The overarching goal of this dissertation is to further the understanding of assembly in dynamic nanoscale systems. To this end, in vitro assays of kinesin motor proteins and microtubule cytoskeletal filaments are employed, providing a well-tested, minimalist, and convenient model system. In these assays, the kinesin motors are attached to the surface of the flow cell and the microtubule filaments are propelled over them.
As the majority of past studies in active self-assembly of microtubules have been performed with biotin-labeled microtubules with streptavidin as a cross-linker (a "sticky" gliding assay), the first three parts of this dissertation focus on that system. In the first part, the adsorption kinetics of the streptavidin cross-linker onto the microtubule, which determines the interaction strength between microubule building blocks, is studied. The adsorption curve suggests that this is a negatively cooperative process, and here, the cause of the apparent negative cooperativity in the adsorption process is elucidated as a combination of steric and electrostatic interactions.
In the second part, the difference between kinesin-propelled assembly and diffusion-driven assembly is investigated.

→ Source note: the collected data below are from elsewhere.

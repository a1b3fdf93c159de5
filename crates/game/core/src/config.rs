/// Tunable rule parameters.
///
/// Defaults match the printed rules; hosts override them from `rules.toml`.
#[derive(Clone, Debug, PartialEq, Eq)]
#[cfg_attr(feature = "serde", derive(serde::Serialize, serde::Deserialize))]
#[cfg_attr(feature = "serde", serde(default))]
pub struct RulesConfig {
    /// Attack DR offered when the attacker has not entered one yet.
    pub default_attack_dr: i32,
    /// Defend DR offered when the defender has not entered one yet.
    pub default_defend_dr: i32,
    /// Incoming-attack formula offered on the first defence.
    pub default_incoming_attack: String,
    /// DR of the presence test made when activating a tribute.
    pub tribute_dr: i32,
    /// DR penalty applied while encumbered.
    pub encumbrance_penalty: i32,
    /// Carrying capacity before strength is added.
    pub base_capacity: i32,
}

impl RulesConfig {
    // ===== printed-rule defaults =====
    pub const DEFAULT_DR: i32 = 12;
    pub const DEFAULT_INCOMING_ATTACK: &'static str = "1d4";
    pub const DEFAULT_ENCUMBRANCE_PENALTY: i32 = 2;
    pub const DEFAULT_BASE_CAPACITY: i32 = 8;

    pub fn new() -> Self {
        Self {
            default_attack_dr: Self::DEFAULT_DR,
            default_defend_dr: Self::DEFAULT_DR,
            default_incoming_attack: Self::DEFAULT_INCOMING_ATTACK.to_string(),
            tribute_dr: Self::DEFAULT_DR,
            encumbrance_penalty: Self::DEFAULT_ENCUMBRANCE_PENALTY,
            base_capacity: Self::DEFAULT_BASE_CAPACITY,
        }
    }
}

impl Default for RulesConfig {
    fn default() -> Self {
        Self::new()
    }
}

While the kinesin-propelled microtubule assay has been used for over a decade, a control experiment comparing the active motor-driven system to a passive diffusion-driven system had never been performed. The control experiments showed conclusively that the passive system resulted in smaller and more disordered structures. Furthermore, these results fit well with existing models.
The third part investigates the origins of microtubule spools observed in kinesin-propelled microtubule gliding assays, where the microtubules are allowed to cross-link via streptavidin and biotin. These microtubule spools have long been considered an example of a non-equilibrium structure which arises in motor-driven assembly. These spools exist in a dynamic state, having been observed to unwind in previous studies, and store large amounts of bending energy. Determining the origins of these spools is a first step towards understanding how to induce dynamically stable states.
Finally, in the last part, a new dynamic system is engineered in which the microtubule assembles its own kinesin track as it moves along the surface while kinesin tracks which are not being used spontaneously disassemble. Thus, this system is stable enough to promote the motion of microtubules over the surface, but dynamic enough to allow for components to be recycled and assembled as needed. While such systems have been realized with mesoscopic to macroscopic components, such a system had not been realized in the nanoscale. As such, the realization of this system is the first step towards designing biomimetic active materials.
Throughout this dissertation, the importance of short-range interactions on assembly kinetics is highlighted. The findings presented not only further the understanding and theory behind self-assembly in active nanoscale systems, but also further push the boundaries of experimentally realized systems.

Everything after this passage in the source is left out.